First we define a function to compute the 99.99% confidence interval. This function works only for binary categorical data.
def error_99_99(count, proportion):
numerator = 3.891 * (count)*(1-proportion)*(proportion)
denominator = (count-1) * np.sqrt(count)
return numerator/denominator
Now we can compute the proportions, errors and count for all products with a label that are not organic.
no_organic_proportions = [0, 0, 0, 0]
no_organic_count, no_organic_proportions[0] = proportion(no_organic_label(df), 'packaging', 'plastic')
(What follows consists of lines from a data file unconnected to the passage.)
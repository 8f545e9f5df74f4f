//! Wire contract for the remote segment ingest API.
//!
//! Holds the JSON response types for the login and upload endpoints plus the
//! classification of an upload acknowledgment into a delivery outcome. The
//! classification is a pure function; counters and logging happen at the
//! call site.

use std::fmt;

use serde::Deserialize;

/// Response to the startup login call (`GET {base}login/`).
///
/// The token is attached to every subsequent upload as a CSRF-style header.
#[derive(Debug, Clone, Deserialize)]
pub struct LoginResponse {
    pub token: String,
}

/// Acknowledgment returned by `POST {base}segment/upload/{camera}/`.
#[derive(Debug, Clone, Copy, PartialEq, Deserialize)]
pub struct UploadAck {
    /// Whether the remote-recomputed digest matched the one we sent.
    pub checksum: bool,
    /// Remote processing time in seconds. A value > 0.0 means the server
    /// actually processed the upload rather than short-circuiting.
    pub duration: f64,
    /// Informational only; never consulted by delivery logic.
    #[serde(default)]
    pub start_time: f64,
    /// Whether the segment was committed to durable storage.
    pub db_stored: bool,
}

/// Terminal classification of one upload acknowledgment.
///
/// Only [`Delivered`](DeliveryOutcome::Delivered) permits deleting the local
/// file; the other three feed the retry policy.
#[derive(Debug, Clone, Copy, PartialEq, Eq)]
pub enum DeliveryOutcome {
    /// Remote recomputed digest did not match ours.
    ChecksumRejected,
    /// Remote did not actually process the upload (duration not positive).
    NotYetDurable,
    /// Processed but not yet committed to durable storage.
    DbNotUpdated,
    /// Fully accepted; the local file may be deleted.
    Delivered,
}

impl DeliveryOutcome {
    /// Stable lowercase label, used as a metrics key and in log fields.
    pub fn label(self) -> &'static str {
        match self {
            DeliveryOutcome::ChecksumRejected => "checksum_rejected",
            DeliveryOutcome::NotYetDurable => "not_yet_durable",
            DeliveryOutcome::DbNotUpdated => "db_not_updated",
            DeliveryOutcome::Delivered => "delivered",
        }
    }

    pub fn is_delivered(self) -> bool {
        self == DeliveryOutcome::Delivered
    }
}

impl fmt::Display for DeliveryOutcome {
    fn fmt(&self, f: &mut fmt::Formatter<'_>) -> fmt::Result {
        f.write_str(self.label())
    }
}

/// Classifies an acknowledgment into a delivery outcome.
///
/// First matching rule wins, in fixed priority order:
/// 1. `checksum == false` → [`DeliveryOutcome::ChecksumRejected`]
/// 2. `duration` not positive → [`DeliveryOutcome::NotYetDurable`]
/// 3. `db_stored == false` → [`DeliveryOutcome::DbNotUpdated`]
/// 4. otherwise → [`DeliveryOutcome::Delivered`]
pub fn classify(ack: &UploadAck) -> DeliveryOutcome {
    if !ack.checksum {
        return DeliveryOutcome::ChecksumRejected;
    }
    // Written as !(d > 0.0) so a NaN duration counts as "not processed"
    // rather than slipping through a `d <= 0.0` comparison.
    if !(ack.duration > 0.0) {
        return DeliveryOutcome::NotYetDurable;
    }
    if !ack.db_stored {
        return DeliveryOutcome::DbNotUpdated;
    }
    DeliveryOutcome::Delivered
}
//! Command-line surface.

use std::num::NonZeroUsize;
use std::path::PathBuf;

use clap::Parser;

/// Watches a directory for finished media segments and delivers each one to
/// the remote ingest API, deleting it locally once durably stored.
#[derive(Parser, Debug)]
#[command(name = "segpost", version)]
pub struct Cli {
    /// Directory to watch for finished segments (recursive).
    pub input_path: PathBuf,

    /// Base URL of the ingest API, e.g. "https://ingest.example.com/api/".
    #[arg(long, env = "SEGPOST_API_URL")]
    pub api_url: String,

    /// Camera identifier; defaults to the watched directory's name.
    #[arg(long)]
    pub camera: Option<String>,

    /// Segment file suffix to match.
    #[arg(long, default_value = ".ts")]
    pub suffix: String,

    /// Maximum concurrent deliveries (at least 1).
    #[arg(long, default_value = "4")]
    pub max_in_flight: NonZeroUsize,

    /// statsd host for metrics; emission is disabled when unset.
    #[arg(long, env = "SEGPOST_STATSD_HOST")]
    pub statsd_host: Option<String>,

    /// statsd port.
    #[arg(long, default_value_t = 8125)]
    pub statsd_port: u16,

    /// Increase log verbosity (-v: debug, -vv: trace).
    #[arg(short, long, action = clap::ArgAction::Count)]
    pub verbose: u8,
}

impl Cli {
    /// Effective camera identifier: the override, or the watched
    /// directory's own name.
    pub fn camera(&self) -> String {
        if let Some(camera) = &self.camera {
            return camera.clone();
        }
        self.input_path
            .file_name()
            .and_then(|n| n.to_str())
            .unwrap_or("camera")
            .to_string()
    }
}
no_organic_proportions[1] = proportion(no_organic_label(df), 'packaging', 'cardboard')[1]
no_organic_proportions[2] = proportion(no_organic_label(df), 'packaging', 'glass')[1]
no_organic_proportions[3] = proportion(no_organic_label(df), 'packaging', 'metal')[1]
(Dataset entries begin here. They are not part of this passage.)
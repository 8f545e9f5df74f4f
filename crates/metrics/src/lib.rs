//! Fire-and-forget delivery metrics.
//!
//! Counters are kept in an in-process registry (readable by tests and
//! dumped at debug level on shutdown); when a statsd endpoint is configured
//! every update is additionally emitted as a UDP datagram. Emission failures
//! are swallowed: metrics must never block or fail a delivery.
//!
//! All metrics are tagged by camera identifier, encoded into the metric
//! name as `segpost.{camera}.{name}`.

use std::collections::HashMap;
use std::net::{SocketAddr, ToSocketAddrs, UdpSocket};
use std::sync::{Arc, Mutex};
use std::time::Duration;

/// Cheap-to-clone handle to the metrics registry.
#[derive(Clone)]
pub struct Metrics {
    inner: Arc<Inner>,
}

struct Inner {
    counters: Mutex<HashMap<String, u64>>,
    statsd: Option<StatsdSink>,
}

/// Minimal statsd line-protocol emitter over UDP.
///
/// The statsd wire format is three tokens (`name:value|type`), not worth a
/// dependency. Datagrams are best-effort; send errors are ignored.
struct StatsdSink {
    socket: UdpSocket,
    target: SocketAddr,
}

impl StatsdSink {
    fn emit(&self, name: &str, value: &str, kind: &str) {
        let line = format!("segpost.{name}:{value}|{kind}");
        let _ = self.socket.send_to(line.as_bytes(), self.target);
    }
}

impl Metrics {
    /// Registry-only metrics with no external emission.
    pub fn disabled() -> Self {
        Self {
            inner: Arc::new(Inner {
                counters: Mutex::new(HashMap::new()),
                statsd: None,
            }),
        }
    }

    /// Metrics with statsd emission to `host:port`.
    ///
    /// Falls back to [`Metrics::disabled`] with a warning if the endpoint
    /// cannot be resolved or a local socket cannot be bound; a broken
    /// metrics endpoint must not prevent startup.
    pub fn statsd(host: &str, port: u16) -> Self {
        let sink = (host, port)
            .to_socket_addrs()
            .ok()
            .and_then(|mut addrs| addrs.next())
            .and_then(|target| {
                let bind_addr = if target.is_ipv4() { "0.0.0.0:0" } else { "[::]:0" };
                UdpSocket::bind(bind_addr)
                    .ok()
                    .map(|socket| StatsdSink { socket, target })
            });

        if sink.is_none() {
            tracing::warn!(host, port, "statsd endpoint unusable, metrics emission disabled");
        }

        Self {
            inner: Arc::new(Inner {
                counters: Mutex::new(HashMap::new()),
                statsd: sink,
            }),
        }
    }

    /// Increments a counter by one.
    pub fn incr(&self, name: &str, camera: &str) {
        let key = format!("{camera}.{name}");
        if let Ok(mut counters) = self.inner.counters.lock() {
            *counters.entry(key.clone()).or_insert(0) += 1;
        }
        if let Some(sink) = &self.inner.statsd {
            sink.emit(&key, "1", "c");
        }
    }

    /// Records a gauge value.
    pub fn gauge(&self, name: &str, camera: &str, value: f64) {
        if let Some(sink) = &self.inner.statsd {
            sink.emit(&format!("{camera}.{name}"), &format!("{value}"), "g");
        }
    }

    /// Records an elapsed duration in milliseconds.
    pub fn timing(&self, name: &str, camera: &str, elapsed: Duration) {
        if let Some(sink) = &self.inner.statsd {
            let ms = elapsed.as_secs_f64() * 1000.0;
            sink.emit(&format!("{camera}.{name}"), &format!("{ms:.1}"), "ms");
        }
    }

    /// Current value of a counter (0 if never incremented).
    pub fn counter_value(&self, name: &str, camera: &str) -> u64 {
        let key = format!("{camera}.{name}");
        self.inner
            .counters
            .lock()
            .map(|counters| counters.get(&key).copied().unwrap_or(0))
            .unwrap_or(0)
    }

    /// Logs all counters at debug level, sorted by name.
    pub fn dump(&self) {
        if let Ok(counters) = self.inner.counters.lock() {
            let mut entries: Vec<_> = counters.iter().collect();
            entries.sort_unstable_by_key(|(name, _)| name.as_str());
            for (name, value) in entries {
                tracing::debug!(counter = %name, value, "metric");
            }
        }
    }
}
//! Consumes watch events and dispatches matched segments to delivery tasks.

use std::path::Path;
use std::sync::Arc;

use notify::EventKind;
use notify::event::{AccessKind, AccessMode};
use tokio::sync::{Semaphore, mpsc};
use tokio_util::sync::CancellationToken;
use tracing::{debug, info, trace};

use segpost_delivery::DeliveryClient;
use segpost_metrics::Metrics;

/// Dispatcher tuning.
#[derive(Debug, Clone)]
pub struct DispatcherConfig {
    /// File suffix marking a segment (with the dot).
    pub suffix: String,
    /// Maximum concurrent deliveries. One segment's retry storm must not
    /// delay the next segment, but the pool stays small so a flaky link
    /// does not fan out into dozens of parallel uploads.
    pub max_in_flight: usize,
}

impl Default for DispatcherConfig {
    fn default() -> Self {
        Self {
            suffix: ".ts".into(),
            max_in_flight: 4,
        }
    }
}

/// Returns true for the event kind that means "no further writes will
/// occur": a close of a write handle.
pub fn is_close_write(kind: &EventKind) -> bool {
    matches!(kind, EventKind::Access(AccessKind::Close(AccessMode::Write)))
}

/// Returns true if the path name ends with the segment suffix.
pub fn has_segment_suffix(path: &Path, suffix: &str) -> bool {
    path.file_name()
        .and_then(|n| n.to_str())
        .is_some_and(|n| n.ends_with(suffix))
}

/// Filters the raw event stream and schedules deliveries.
///
/// Each matched path becomes an independent task with its own failure
/// containment; an error or retry loop in one delivery never stops the
/// event loop or other deliveries.
pub struct Dispatcher {
    client: Arc<DeliveryClient>,
    metrics: Metrics,
    config: DispatcherConfig,
    cancel: CancellationToken,
}

impl Dispatcher {
    pub fn new(
        client: Arc<DeliveryClient>,
        metrics: Metrics,
        config: DispatcherConfig,
        cancel: CancellationToken,
    ) -> Self {
        Self {
            client,
            metrics,
            config,
            cancel,
        }
    }

    /// Runs until the event channel closes or the cancellation token fires,
    /// then waits for all in-flight deliveries to finish their current
    /// attempt.
    pub async fn run(self, mut events: mpsc::Receiver<notify::Event>) {
        // A zero-sized pool would wedge on the first matched segment.
        let max_in_flight = self.config.max_in_flight.max(1);
        let semaphore = Arc::new(Semaphore::new(max_in_flight));

        loop {
            tokio::select! {
                _ = self.cancel.cancelled() => break,
                maybe = events.recv() => match maybe {
                    Some(event) => self.handle_event(event, &semaphore).await,
                    None => break, // watcher dropped
                },
            }
        }

        // Drain: every delivery task holds a permit until it completes.
        let _ = semaphore.acquire_many(max_in_flight as u32).await;
        debug!("dispatcher drained");
    }

    async fn handle_event(&self, event: notify::Event, semaphore: &Arc<Semaphore>) {
        let camera = self.client.camera().to_string();

        if !is_close_write(&event.kind) {
            trace!(kind = ?event.kind, "ignoring event kind");
            self.metrics.incr("watch.ignored", &camera);
            return;
        }

        for path in event.paths {
            if !has_segment_suffix(&path, &self.config.suffix) {
                debug!(path = %path.display(), "ignoring non-segment file");
                self.metrics.incr("watch.ignored", &camera);
                continue;
            }

            self.metrics.incr("watch.matched", &camera);
            info!(path = %path.display(), "segment closed, scheduling delivery");

            let permit = tokio::select! {
                _ = self.cancel.cancelled() => return,
                permit = Arc::clone(semaphore).acquire_owned() => match permit {
                    Ok(p) => p,
                    Err(_) => return, // semaphore is never closed
                },
            };

            let client = Arc::clone(&self.client);
            tokio::spawn(async move {
                let _permit = permit;
                if let Err(e) = client.deliver(&path).await {
                    // Reachable only when shutdown interrupts the retry loop.
                    debug!(path = %path.display(), error = %e, "delivery abandoned");
                }
            });
        }
    }
}

#[cfg(test)]
mod tests {
    use super::*;
    use notify::event::{CreateKind, ModifyKind};
    use segpost_delivery::{DeliveryConfig, DeliveryError, IngestApi, RetryConfig};
    use segpost_protocol::UploadAck;
    use std::future::Future;
    use std::path::PathBuf;
    use std::pin::Pin;
    use std::sync::Mutex;
    use std::time::Duration;

    struct MockApi {
        uploads: Mutex<Vec<String>>,
    }

    impl MockApi {
        fn new() -> Self {
            Self {
                uploads: Mutex::new(Vec::new()),
            }
        }

        fn uploaded_files(&self) -> Vec<String> {
            self.uploads.lock().unwrap().clone()
        }
    }

    impl IngestApi for MockApi {
        fn upload<'a>(
            &'a self,
            _camera: &'a str,
            file_name: &'a str,
            _bytes: Vec<u8>,
            _sha1: &'a str,
        ) -> Pin<Box<dyn Future<Output = Result<UploadAck, DeliveryError>> + Send + 'a>> {
            Box::pin(async move {
                self.uploads.lock().unwrap().push(file_name.to_string());
                Ok(UploadAck {
                    checksum: true,
                    duration: 1.0,
                    start_time: 0.0,
                    db_stored: true,
                })
            })
        }
    }

    fn close_write_event(path: &Path) -> notify::Event {
        notify::Event::new(EventKind::Access(AccessKind::Close(AccessMode::Write)))
            .add_path(path.to_path_buf())
    }

    fn fixture() -> (Arc<MockApi>, Metrics, mpsc::Sender<notify::Event>, tokio::task::JoinHandle<()>) {
        fixture_with(DispatcherConfig::default())
    }

    fn fixture_with(
        config: DispatcherConfig,
    ) -> (Arc<MockApi>, Metrics, mpsc::Sender<notify::Event>, tokio::task::JoinHandle<()>) {
        let api = Arc::new(MockApi::new());
        let metrics = Metrics::disabled();
        let cancel = CancellationToken::new();
        let client = Arc::new(DeliveryClient::new(
            Arc::clone(&api) as Arc<dyn IngestApi>,
            DeliveryConfig {
                camera: "cam1".into(),
                retry: RetryConfig {
                    min_delay: Duration::from_millis(10),
                    max_delay: Duration::from_millis(20),
                },
            },
            metrics.clone(),
            cancel.clone(),
        ));
        let dispatcher = Dispatcher::new(client, metrics.clone(), config, cancel);
        let (tx, rx) = mpsc::channel(16);
        let run = tokio::spawn(dispatcher.run(rx));
        (api, metrics, tx, run)
    }

    #[test]
    fn close_write_kind_matches() {
        assert!(is_close_write(&EventKind::Access(AccessKind::Close(
            AccessMode::Write
        ))));
        assert!(!is_close_write(&EventKind::Access(AccessKind::Close(
            AccessMode::Read
        ))));
        assert!(!is_close_write(&EventKind::Modify(ModifyKind::Any)));
        assert!(!is_close_write(&EventKind::Create(CreateKind::File)));
        assert!(!is_close_write(&EventKind::Remove(
            notify::event::RemoveKind::File
        )));
    }

    #[test]
    fn segment_suffix_matches() {
        assert!(has_segment_suffix(Path::new("/a/b/segment001.ts"), ".ts"));
        assert!(!has_segment_suffix(Path::new("/a/b/notes.txt"), ".ts"));
        assert!(!has_segment_suffix(Path::new("/a/b/segment001.ts.tmp"), ".ts"));
        assert!(!has_segment_suffix(Path::new("/a/b"), ".ts"));
    }

    #[tokio::test]
    async fn closed_segment_is_delivered_and_deleted() {
        let dir = tempfile::tempdir().unwrap();
        let path = dir.path().join("segment001.ts");
        std::fs::write(&path, b"payload").unwrap();

        let (api, metrics, tx, run) = fixture();
        tx.send(close_write_event(&path)).await.unwrap();
        drop(tx);
        run.await.unwrap();

        assert_eq!(api.uploaded_files(), vec!["segment001.ts"]);
        assert!(!path.exists());
        assert_eq!(metrics.counter_value("watch.matched", "cam1"), 1);
        assert_eq!(metrics.counter_value("segment.delivered", "cam1"), 1);
    }

    #[tokio::test]
    async fn modified_event_never_triggers_delivery() {
        let dir = tempfile::tempdir().unwrap();
        let path = dir.path().join("segment001.ts");
        std::fs::write(&path, b"payload").unwrap();

        let (api, metrics, tx, run) = fixture();
        let event = notify::Event::new(EventKind::Modify(ModifyKind::Any))
            .add_path(path.clone());
        tx.send(event).await.unwrap();
        drop(tx);
        run.await.unwrap();

        assert!(api.uploaded_files().is_empty());
        assert!(path.exists(), "modify events must not ship the file");
        assert_eq!(metrics.counter_value("watch.ignored", "cam1"), 1);
    }

    #[tokio::test]
    async fn closed_non_segment_file_is_ignored() {
        let dir = tempfile::tempdir().unwrap();
        let path = dir.path().join("notes.txt");
        std::fs::write(&path, b"not a segment").unwrap();

        let (api, metrics, tx, run) = fixture();
        tx.send(close_write_event(&path)).await.unwrap();
        drop(tx);
        run.await.unwrap();

        assert!(api.uploaded_files().is_empty());
        assert!(path.exists());
        assert_eq!(metrics.counter_value("watch.ignored", "cam1"), 1);
        assert_eq!(metrics.counter_value("watch.matched", "cam1"), 0);
    }

    #[tokio::test]
    async fn zero_max_in_flight_still_delivers() {
        let dir = tempfile::tempdir().unwrap();
        let path = dir.path().join("segment001.ts");
        std::fs::write(&path, b"payload").unwrap();

        let (api, metrics, tx, run) = fixture_with(DispatcherConfig {
            suffix: ".ts".into(),
            max_in_flight: 0,
        });
        tx.send(close_write_event(&path)).await.unwrap();
        drop(tx);

        // A literal zero-sized pool would never hand out a permit and the
        // dispatcher would hang here; the clamp keeps it moving.
        tokio::time::timeout(Duration::from_secs(5), run)
            .await
            .expect("dispatcher must not wedge")
            .unwrap();

        assert_eq!(api.uploaded_files(), vec!["segment001.ts"]);
        assert_eq!(metrics.counter_value("segment.delivered", "cam1"), 1);
        assert!(!path.exists());
    }

    #[tokio::test]
    async fn duplicate_closed_events_deliver_once() {
        let dir = tempfile::tempdir().unwrap();
        let path = dir.path().join("segment001.ts");
        std::fs::write(&path, b"payload").unwrap();

        let (api, metrics, tx, run) = fixture();
        tx.send(close_write_event(&path)).await.unwrap();
        tx.send(close_write_event(&path)).await.unwrap();
        drop(tx);
        run.await.unwrap();

        // The duplicate either raced the first delivery (a second upload the
        // server dedupes by checksum) or found the file already gone and was
        // dropped. Every task ends in exactly one of the two counters.
        let delivered = metrics.counter_value("segment.delivered", "cam1");
        let dropped = metrics.counter_value("segment.duplicate_drop", "cam1");
        assert!(delivered >= 1);
        assert_eq!(delivered + dropped, 2);
        assert!(!path.exists());
    }

    #[tokio::test]
    async fn multiple_segments_all_delivered() {
        let dir = tempfile::tempdir().unwrap();
        let paths: Vec<PathBuf> = (0..6)
            .map(|i| {
                let p = dir.path().join(format!("segment{i:03}.ts"));
                std::fs::write(&p, format!("payload {i}")).unwrap();
                p
            })
            .collect();

        let (_api, metrics, tx, run) = fixture();
        for p in &paths {
            tx.send(close_write_event(p)).await.unwrap();
        }
        drop(tx);
        run.await.unwrap();

        assert_eq!(metrics.counter_value("segment.delivered", "cam1"), 6);
        for p in &paths {
            assert!(!p.exists());
        }
    }
}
no_organic_errors = [error_99_99(no_organic_count, no_organic_proportions[i] / 100) * 100 for i in range(0, 4)]
Same for products that are organic.
organic_proportions = [0, 0, 0, 0]
organic_count, organic_proportions[0] = proportion(organic_label(df), 'packaging', 'plastic')
organic_proportions[1] = proportion(organic_label(df), 'packaging', 'cardboard')[1]
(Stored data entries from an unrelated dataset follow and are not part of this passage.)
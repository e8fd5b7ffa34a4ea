//! Delivery worker: one claimed row, one open transaction.
//!
//! The worker owns the transaction exclusively from spawn to its single
//! commit or rollback. Rolling back releases the row lock and leaves the
//! row eligible, so a failed delivery is retried by a future scan
//! without any explicit retry machinery. No failure here propagates to
//! the claim loop or the listener; outcomes are visible only in logs and
//! in the row's `sent_at` marker.

use std::sync::Arc;

use alertd_core::{models::Alert, Repository};
use sqlx::{Postgres, Transaction};
use tracing::{error, info};

use crate::sender::AlertSender;

/// Delivers one claimed alert and settles its transaction.
pub(crate) struct DeliveryWorker {
    repository: Repository,
    tx: Transaction<'static, Postgres>,
    alert: Alert,
    sender: Arc<dyn AlertSender>,
}

impl DeliveryWorker {
    pub(crate) fn new(
        repository: Repository,
        tx: Transaction<'static, Postgres>,
        alert: Alert,
        sender: Arc<dyn AlertSender>,
    ) -> Self {
        Self { repository, tx, alert, sender }
    }

    /// Runs the delivery to its single commit or rollback.
    ///
    /// A commit failure after a successful send leaves the row
    /// delivered but unmarked; it will be redelivered on a later scan.
    /// That at-least-once window is inherent to marking after sending
    /// and is logged explicitly when it opens.
    pub(crate) async fn deliver(mut self) {
        let alert_id = self.alert.id;
        info!(
            alert_id = %alert_id,
            email = %self.alert.email,
            symbol = %self.alert.symbol,
            "delivering alert"
        );

        if let Err(send_error) = self.sender.send(&self.alert).await {
            error!(alert_id = %alert_id, error = %send_error, "delivery failed, releasing claim");
            release(self.tx, &self.alert).await;
            return;
        }

        if let Err(mark_error) = self.repository.mark_sent(&mut self.tx, alert_id).await {
            error!(alert_id = %alert_id, error = %mark_error, "failed to mark alert sent, releasing claim");
            release(self.tx, &self.alert).await;
            return;
        }

        match self.tx.commit().await {
            Ok(()) => info!(alert_id = %alert_id, "alert delivered"),
            Err(commit_error) => {
                error!(
                    alert_id = %alert_id,
                    error = %commit_error,
                    "commit failed after successful send, alert may be redelivered"
                );
            },
        }
    }
}

/// Rolls back a claim, returning the row to the eligible pool.
async fn release(tx: Transaction<'static, Postgres>, alert: &Alert) {
    if let Err(rollback_error) = tx.rollback().await {
        // The lock still dies with the connection; the row stays eligible.
        error!(alert_id = %alert.id, error = %rollback_error, "failed to roll back claim");
    }
}
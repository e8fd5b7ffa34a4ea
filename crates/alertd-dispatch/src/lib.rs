//! Claim-and-deliver coordination over a shared Postgres store.
//!
//! Two roles cooperate through the database and nothing else. The
//! notifier publishes a content-free wake-up on a notification channel
//! at a fixed interval. Each listener subscribes to that channel and, on
//! every wake-up, re-scans for eligible alert rows, claiming them one at
//! a time with `FOR UPDATE SKIP LOCKED` and handing each open
//! transaction to a concurrent delivery worker.
//!
//! # Architecture
//!
//! ```text
//! ┌──────────┐  NOTIFY   ┌──────────────┐  wake-up  ┌────────────┐
//! │ Notifier │──────────▶│ Connection   │──────────▶│ Listener   │
//! │ (loop)   │  channel  │ Monitor      │  channel  │ run loop   │
//! └──────────┘           └──────────────┘           └─────┬──────┘
//!                              │ attempt-failed           │ spawn
//!                              ▼                          ▼
//!                        fatal escalation           ┌────────────┐
//!                                                   │ Claim Loop │──▶ one
//!                                                   └────────────┘    Delivery
//!                                                                     Worker
//!                                                                     per row
//! ```
//!
//! # Coordination guarantees
//!
//! - **At most one claimant per row.** The claiming read selects and
//!   locks atomically; rows locked elsewhere are skipped, never waited
//!   on or double-returned. This holds across independent processes.
//! - **Failure releases the claim.** A failed delivery rolls back the
//!   claiming transaction, so the row stays eligible and is retried on a
//!   future scan. There is no retry counter: a permanently failing row
//!   retries on every wake-up.
//! - **At-least-once, not exactly-once.** A crash between a successful
//!   send and the commit marking it sent causes redelivery.
//! - **Cooperative shutdown.** Stop signals are observed between
//!   iterations, never mid-transaction; in-flight workers always run to
//!   their own commit or rollback.

pub mod claim;
pub mod error;
pub mod listener;
mod monitor;
pub mod notifier;
pub mod sender;
mod worker;

use std::time::Duration;

use tokio_util::sync::CancellationToken;

pub use claim::Claimer;
pub use error::{DispatchError, Result};
pub use listener::Listener;
pub use notifier::Notifier;
pub use sender::{AlertSender, FixedLatencySender, SendError};

/// Default minimum delay before retrying a lost notification connection.
pub const DEFAULT_MIN_RECONNECT_INTERVAL: Duration = Duration::from_secs(10);

/// Default ceiling for the reconnect delay.
pub const DEFAULT_MAX_RECONNECT_INTERVAL: Duration = Duration::from_secs(60);

/// Cloneable handle that requests a running role to stop.
///
/// Safe to call from any task, any number of times; the first call wins
/// and the rest are no-ops. Stopping is cooperative: the role returns
/// from `run` once it reaches its next cancellation check, without
/// waiting out a pending interval.
#[derive(Debug, Clone)]
pub struct ShutdownHandle {
    token: CancellationToken,
}

impl ShutdownHandle {
    pub(crate) fn new(token: CancellationToken) -> Self {
        Self { token }
    }

    /// Requests the owning role to stop.
    pub fn stop(&self) {
        self.token.cancel();
    }
}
organic_proportions[2] = proportion(organic_label(df), 'packaging', 'glass')[1]
organic_proportions[3] = proportion(organic_label(df), 'packaging', 'metal')[1]
organic_errors = [error_99_99(organic_count, organic_proportions[i] / 100) * 100 for i in range(0, 4)]
We can now display the results as bar charts with confidence intervals.
bar_width = 0.3
no_organic_pos = np.arange(4)
organic_pos = [x + bar_width for x in no_organic_pos]
no_organic_color = '#6d6d6d'
organic_color = '#5dd861'
edge_color = 'white'
capsize = 30
plt.figure(figsize=(15, 7))
# No-organic bars
plt.bar(no_organic_pos, no_organic_proportions, width=bar_width, color=no_organic_color, edgecolor=edge_color, yerr=no_organic_errors, capsize=capsize, label='No organic label')
# Organic bars
plt.bar(organic_pos, organic_proportions, width=bar_width, color=organic_color, edgecolor=edge_color, yerr=organic_errors, capsize=capsize, label='Organic label')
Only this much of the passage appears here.